═══ Data shown ═══

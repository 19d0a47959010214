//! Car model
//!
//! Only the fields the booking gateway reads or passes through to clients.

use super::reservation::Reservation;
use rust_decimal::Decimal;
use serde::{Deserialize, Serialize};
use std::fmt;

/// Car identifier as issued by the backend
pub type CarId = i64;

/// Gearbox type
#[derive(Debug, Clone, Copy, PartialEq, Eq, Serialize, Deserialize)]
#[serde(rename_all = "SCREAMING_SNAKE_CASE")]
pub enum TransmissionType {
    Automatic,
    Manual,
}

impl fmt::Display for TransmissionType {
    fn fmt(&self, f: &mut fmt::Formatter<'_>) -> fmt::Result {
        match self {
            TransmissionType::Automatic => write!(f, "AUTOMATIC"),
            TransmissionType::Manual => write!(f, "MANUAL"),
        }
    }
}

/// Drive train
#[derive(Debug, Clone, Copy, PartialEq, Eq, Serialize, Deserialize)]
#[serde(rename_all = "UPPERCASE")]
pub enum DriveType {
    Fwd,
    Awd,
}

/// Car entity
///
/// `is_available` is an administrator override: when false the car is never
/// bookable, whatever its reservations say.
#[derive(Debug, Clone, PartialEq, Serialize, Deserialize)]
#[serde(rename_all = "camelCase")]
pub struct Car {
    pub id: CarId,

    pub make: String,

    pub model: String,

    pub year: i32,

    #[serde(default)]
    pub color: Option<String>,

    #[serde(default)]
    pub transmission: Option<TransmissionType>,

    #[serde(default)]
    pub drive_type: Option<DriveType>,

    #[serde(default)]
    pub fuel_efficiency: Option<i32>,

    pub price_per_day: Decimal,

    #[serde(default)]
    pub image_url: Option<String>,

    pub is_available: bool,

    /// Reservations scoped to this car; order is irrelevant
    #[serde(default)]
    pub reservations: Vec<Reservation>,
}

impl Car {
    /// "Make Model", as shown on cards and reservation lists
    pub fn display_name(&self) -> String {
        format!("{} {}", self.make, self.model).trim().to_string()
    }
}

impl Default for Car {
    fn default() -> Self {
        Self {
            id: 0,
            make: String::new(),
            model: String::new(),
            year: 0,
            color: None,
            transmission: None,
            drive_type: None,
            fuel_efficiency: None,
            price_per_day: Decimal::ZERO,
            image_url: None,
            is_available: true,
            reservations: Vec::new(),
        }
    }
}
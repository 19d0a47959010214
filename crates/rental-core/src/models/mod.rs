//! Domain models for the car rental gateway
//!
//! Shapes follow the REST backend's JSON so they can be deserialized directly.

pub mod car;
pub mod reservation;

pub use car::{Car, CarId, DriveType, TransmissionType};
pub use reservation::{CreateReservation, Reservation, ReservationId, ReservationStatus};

═══

**What is expected**
Line by line, repeat the data exactly.

**Task answer**
repository 19d0a47959010214
//! Car model
//!
//! Only the fields the booking gateway reads or passes through to clients.

use super::reservation::Reservation;
use rust_decimal::Decimal;
use serde::{Deserialize, Serialize};
use std::fmt;

/// Car identifier as issued by the backend
pub type CarId = i64;

/// Gearbox type
#[derive(Debug, Clone, Copy, PartialEq, Eq, Serialize, Deserialize)]
#[serde(rename_all = "SCREAMING_SNAKE_CASE")]
pub enum TransmissionType {
    Automatic,
    Manual,
}

impl fmt::Display for TransmissionType {
    fn fmt(&self, f: &mut fmt::Formatter<'_>) -> fmt::Result {
        match self {
            TransmissionType::Automatic => write!(f, "AUTOMATIC"),
            TransmissionType::Manual => write!(f, "MANUAL"),
        }
    }
}

/// Drive train
#[derive(Debug, Clone, Copy, PartialEq, Eq, Serialize, Deserialize)]
#[serde(rename_all = "UPPERCASE")]
pub enum DriveType {
    Fwd,
    Awd,
}

/// Car entity
///
/// `is_available` is an administrator override: when false the car is never
/// bookable, whatever its reservations say.
#[derive(Debug, Clone, PartialEq, Serialize, Deserialize)]
#[serde(rename_all = "camelCase")]
pub struct Car {
    pub id: CarId,

    pub make: String,

    pub model: String,

    pub year: i32,

    #[serde(default)]
    pub color: Option<String>,

    #[serde(default)]
    pub transmission: Option<TransmissionType>,

    #[serde(default)]
    pub drive_type: Option<DriveType>,

    #[serde(default)]
    pub fuel_efficiency: Option<i32>,

    pub price_per_day: Decimal,

    #[serde(default)]
    pub image_url: Option<String>,

    pub is_available: bool,

    /// Reservations scoped to this car; order is irrelevant
    #[serde(default)]
    pub reservations: Vec<Reservation>,
}

impl Car {
    /// "Make Model", as shown on cards and reservation lists
    pub fn display_name(&self) -> String {
        format!("{} {}", self.make, self.model).trim().to_string()
    }
}

impl Default for Car {
    fn default() -> Self {
        Self {
            id: 0,
            make: String::new(),
            model: String::new(),
            year: 0,
            color: None,
            transmission: None,
            drive_type: None,
            fuel_efficiency: None,
            price_per_day: Decimal::ZERO,
            image_url: None,
            is_available: true,
            reservations: Vec::new(),
        }
    }
}
repository 19d0a47959010214
filename crates/rental-core/src/models/mod.rs
//! Domain models for the car rental gateway
//!
//! Shapes follow the REST backend's JSON so they can be deserialized directly.

pub mod car;
pub mod reservation;

pub use car::{Car, CarId, DriveType, TransmissionType};
pub use reservation::{CreateReservation, Reservation, ReservationId, ReservationStatus};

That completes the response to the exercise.